The musical they worked on together was gospel legend BeBe Winans Born For This, based on Winans’ life. Dyllón performed in both the Atlanta and Washington, DC productions.
“The music was the part of church that really spoke to me, and so I got to go back to my roots in the church and have that, without the other garbage that comes with church sometimes.”
“I’m trying to create work that people can experience and see and feel things they’ve never been able to communicate to other people.”
“I spend a lot of time alone, and in that alone time, I love art, music, film. I love books. In that space, spending time with those works – that’s when I find myself. I’m digesting my feelings and my thoughts, and I can just sit in my apartment for hours and not have anything on and just be ruminating on all these thoughts and ideas and feelings that I’ve experienced through these various pieces of art.”
“I want to create that!”
“And I also think it’s about making this revolution about dismantling toxic masculinity, making it something that’s sexy too, making it irresistible. I think Prince did that. You couldn’t deny it even though it was askew.”
We’d gone way over – almost an hour over. I could’ve ordered food on Crush Fanzine’s dime and talked and listened to him for nine hours or more. I wanted to take him to lunch, then dinner, then a beautiful chill space with beautiful chill people. But we had to stop, because we’d already turned his carefully designed day into chaos. He had to reschedule his next appointment. He kept telling me it was fine, but I felt terrible.
And just like that, it was over – the big hug goodbye. He dashed out. Done.
What did I have left?
I had a recording. I had notes. I hadn’t even taken a selfie with him. In a twisted place in my head I wondered if the hotel would let me keep his glass. How would I explain that? Maybe I could just slip it into my bag, like a hotel soap. No.
I gathered my notes, checked the recording, closed out the bar tab, savored the air conditioner a moment, and took a breath.
What did I want to happen? He was gone. Did I want him to be waiting outside, leaned against the wall, looking coy, so I could take him to lunch so we could keep diving into art and its purpose?
About five minutes later. I left the hotel, walking out into the 93° afternoon. I looked left, then looked right. And there was Dyllón – waiting outside, leaned against the building. The universe was laughing at me.
“You waiting on an Über, Dyllón?”
“Tryna find something to eat around here.
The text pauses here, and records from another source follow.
//! Feed data models

use std::collections::BTreeMap;

use crate::ingest::context::RunContext;

/// Field name the feed identifier is renamed to
pub const SKU_FIELD: &str = "sku";
/// Field name the feed link is renamed to
pub const URL_FIELD: &str = "url";
pub const VERSION_FIELD: &str = "version";
pub const DATE_ADDED_FIELD: &str = "date_added";
pub const IS_NEW_FIELD: &str = "is_new";

/// One sanitized feed item, before classification
#[derive(Debug, Clone, PartialEq, Eq, Default)]
pub struct FeedItem {
    /// Zero-based position of the item in the feed
    pub position: usize,
    pub fields: BTreeMap<String, String>,
}

impl FeedItem {
    pub fn new(position: usize) -> Self {
        Self {
            position,
            fields: BTreeMap::new(),
        }
    }

    pub fn with_field(mut self, name: impl Into<String>, value: impl Into<String>) -> Self {
        self.fields.insert(name.into(), value.into());
        self
    }

    /// The identifier, if the item carried a non-empty one
    pub fn sku(&self) -> Option<&str> {
        self.fields
            .get(SKU_FIELD)
            .map(String::as_str)
            .filter(|sku| !sku.is_empty())
    }
}

/// Whether a record's identifier was already in the store
#[derive(Debug, Clone, Copy, PartialEq, Eq)]
pub enum Classification {
    New,
    Known,
}

/// A classified feed record
///
/// Built only by the reconciler; the classification cannot change afterwards.
#[derive(Debug, Clone, PartialEq, Eq)]
pub struct FeedRecord {
    sku: String,
    fields: BTreeMap<String, String>,
    version: String,
    date_added: String,
    classification: Classification,
}

impl FeedRecord {
    pub(crate) fn from_item(
        item: FeedItem,
        sku: String,
        classification: Classification,
        version: &str,
        ctx: &RunContext,
    ) -> Self {
        let mut fields = item.fields;
        fields.remove(SKU_FIELD);
        // Run-level tags take precedence over same-named feed fields.
        fields.remove(VERSION_FIELD);
        fields.remove(DATE_ADDED_FIELD);
        fields.remove(IS_NEW_FIELD);

        Self {
            sku,
            fields,
            version: version.to_string(),
            date_added: ctx.date_added.clone(),
            classification,
        }
    }

    pub fn sku(&self) -> &str {
        &self.sku
    }

    pub fn url(&self) -> Option<&str> {
        self.fields.get(URL_FIELD).map(String::as_str)
    }

    pub fn version(&self) -> &str {
        &self.version
    }

    pub fn date_added(&self) -> &str {
        &self.date_added
    }

    pub fn classification(&self) -> Classification {
        self.classification
    }

    pub fn is_new(&self) -> bool {
        self.classification == Classification::New
    }

    /// Look a column up by name, covering both the fixed and passthrough fields
    pub fn get(&self, name: &str) -> Option<&str> {
        match name {
            SKU_FIELD => Some(&self.sku),
            VERSION_FIELD => Some(&self.version),
            DATE_ADDED_FIELD => Some(&self.date_added),
            IS_NEW_FIELD => Some(if self.is_new() { "true" } else { "false" }),
            other => self.fields.get(other).map(String::as_str),
        }
    }

    /// Passthrough fields (everything except the fixed run tags and sku)
    pub fn passthrough(&self) -> impl Iterator<Item = (&str, &str)> {
        self.fields.iter().map(|(k, v)| (k.as_str(), v.as_str()))
    }
}
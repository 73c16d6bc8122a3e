//! Table store access
//!
//! [`TableStore`] is the seam between the pipeline and the database: it
//! supplies the existing identifier set and the column order, and executes
//! finished insert statements one at a time.

use std::sync::Arc;

use async_trait::async_trait;
use sqlx::PgPool;
use tracing::{debug, info};

use crate::ingest::error::Result;
use crate::ingest::reconcile::ExistingKeys;
use crate::ingest::statement::{quote_identifier, Schema};

/// Default schema for unqualified table names.
const DEFAULT_SCHEMA: &str = "public";

/// Storage backend for a feed run
#[async_trait]
pub trait TableStore: Send + Sync {
    /// Fully qualified name of the target table
    fn table(&self) -> &str;

    /// Every identifier currently stored, read once per run
    async fn existing_keys(&self) -> Result<ExistingKeys>;

    /// Column names of the target table in ordinal order
    async fn schema(&self) -> Result<Schema>;

    /// Run one insert statement, returning the affected row count
    async fn execute(&self, statement: &str) -> Result<u64>;
}

/// Split `schema.table` into its parts, defaulting the schema
pub fn split_table_name(table: &str) -> (&str, &str) {
    match table.split_once('.') {
        Some((schema, name)) => (schema, name),
        None => (DEFAULT_SCHEMA, table),
    }
}

/// PostgreSQL-backed table store
#[derive(Debug, Clone)]
pub struct PgTableStore {
    pool: PgPool,
    table: String,
    key_column: String,
}

impl PgTableStore {
    pub fn new(pool: PgPool, table: impl Into<String>, key_column: impl Into<String>) -> Self {
        Self {
            pool,
            table: table.into(),
            key_column: key_column.into(),
        }
    }
}

#[async_trait]
impl TableStore for PgTableStore {
    fn table(&self) -> &str {
        &self.table
    }

    async fn existing_keys(&self) -> Result<ExistingKeys> {
        let sql = format!(
            "SELECT {}::text FROM {}",
            quote_identifier(&self.key_column),
            quote_identifier(&self.table)
        );
        let rows: Vec<Option<String>> = sqlx::query_scalar(&sql).fetch_all(&self.pool).await?;

        let keys = ExistingKeys::new(rows.into_iter().flatten());
        info!("Loaded {} existing identifiers from {}", keys.len(), self.table);
        Ok(keys)
    }

    async fn schema(&self) -> Result<Schema> {
        let (schema, name) = split_table_name(&self.table);
        let columns: Vec<String> = sqlx::query_scalar(
            r#"
            SELECT column_name::text
            FROM information_schema.columns
            WHERE table_schema = $1 AND table_name = $2
            ORDER BY ordinal_position
            "#,
        )
        .bind(schema)
        .bind(name)
        .fetch_all(&self.pool)
        .await?;

        debug!("Schema of {}: {:?}", self.table, columns);
        Ok(Schema::new(columns))
    }

    async fn execute(&self, statement: &str) -> Result<u64> {
        let result = sqlx::raw_sql(statement).execute(&self.pool).await?;
        Ok(result.rows_affected())
    }
}

/// Store that reads from an inner store but only logs statements
pub struct DryRunStore {
    inner: Arc<dyn TableStore>,
}

impl DryRunStore {
    pub fn new(inner: Arc<dyn TableStore>) -> Self {
        Self { inner }
    }
}

#[async_trait]
impl TableStore for DryRunStore {
    fn table(&self) -> &str {
        self.inner.table()
    }

    async fn existing_keys(&self) -> Result<ExistingKeys> {
        self.inner.existing_keys().await
    }

    async fn schema(&self) -> Result<Schema> {
        self.inner.schema().await
    }

    async fn execute(&self, statement: &str) -> Result<u64> {
        info!("[dry-run] skipping statement of {} bytes", statement.len());
        debug!("[dry-run] {}", statement);
        Ok(0)
    }
}

#[cfg(test)]
mod tests {
    use super::*;
    use std::sync::Mutex;

    #[derive(Default)]
    struct RecordingStore {
        executed: Mutex<Vec<String>>,
    }

    #[async_trait]
    impl TableStore for RecordingStore {
        fn table(&self) -> &str {
            "products"
        }

        async fn existing_keys(&self) -> Result<ExistingKeys> {
            Ok(ExistingKeys::new(["X"]))
        }

        async fn schema(&self) -> Result<Schema> {
            Ok(Schema::new(["sku"]))
        }

        async fn execute(&self, statement: &str) -> Result<u64> {
            self.executed.lock().unwrap().push(statement.to_string());
            Ok(1)
        }
    }

    #[test]
    fn test_split_table_name() {
        assert_eq!(split_table_name("catalog.products"), ("catalog", "products"));
        assert_eq!(split_table_name("products"), ("public", "products"));
    }

    #[tokio::test]
    async fn test_dry_run_reads_through_but_never_executes() {
        let inner = Arc::new(RecordingStore::default());
        let store = DryRunStore::new(inner.clone());

        assert!(store.existing_keys().await.unwrap().contains("X"));
        assert_eq!(store.schema().await.unwrap().columns(), ["sku".to_string()]);
        assert_eq!(store.table(), "products");
        assert_eq!(store.execute("INSERT INTO t VALUES ('a')").await.unwrap(), 0);
        assert!(inner.executed.lock().unwrap().is_empty());
    }
}
//! HTTP middleware

use tower_http::{
    classify::{ServerErrorsAsFailures, SharedClassifier},
    trace::{DefaultMakeSpan, DefaultOnResponse, TraceLayer},
    LatencyUnit,
};
use tracing::Level;

/// Request tracing layer
pub fn tracing_layer() -> TraceLayer<SharedClassifier<ServerErrorsAsFailures>> {
    TraceLayer::new_for_http()
        .make_span_with(DefaultMakeSpan::new().level(Level::INFO))
        .on_response(
            DefaultOnResponse::new()
                .level(Level::INFO)
                .latency_unit(LatencyUnit::Micros),
        )
}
Now I don’t have to be anywhere till this fitting at four.”
Was I supposed to ask him to lunch? I couldn’t. I would’ve died if he’d said no. Chris!! Stop! You don’t just insinuate yourself into people’s lives!
I gave him a rib crushing hug. I didn’t know what else to do. “Alright then,” I said.
“I’ll see you soon.”
Huh? Ah, yes. I forgot I’d promised to come to his concert on the 23rd. He’s singing and raising money for GLSEN (Gay, Lesbian & Straight Education Network), an advocacy group for queer youth in schools. In other words he’s using the platform that fame is bringing him.
“Yep. See you at the show.” I didn’t even have a ticket yet. I walked away, dazed, confused, and relieved. I made it – I think.
What did I want to happen? I think I needed him to disappoint me, so I could escape this feeling, but he refused. He knew how to smile so brightly, I would see it forever, the shadow of it behind my eyelids when I blinked, long after he was gone.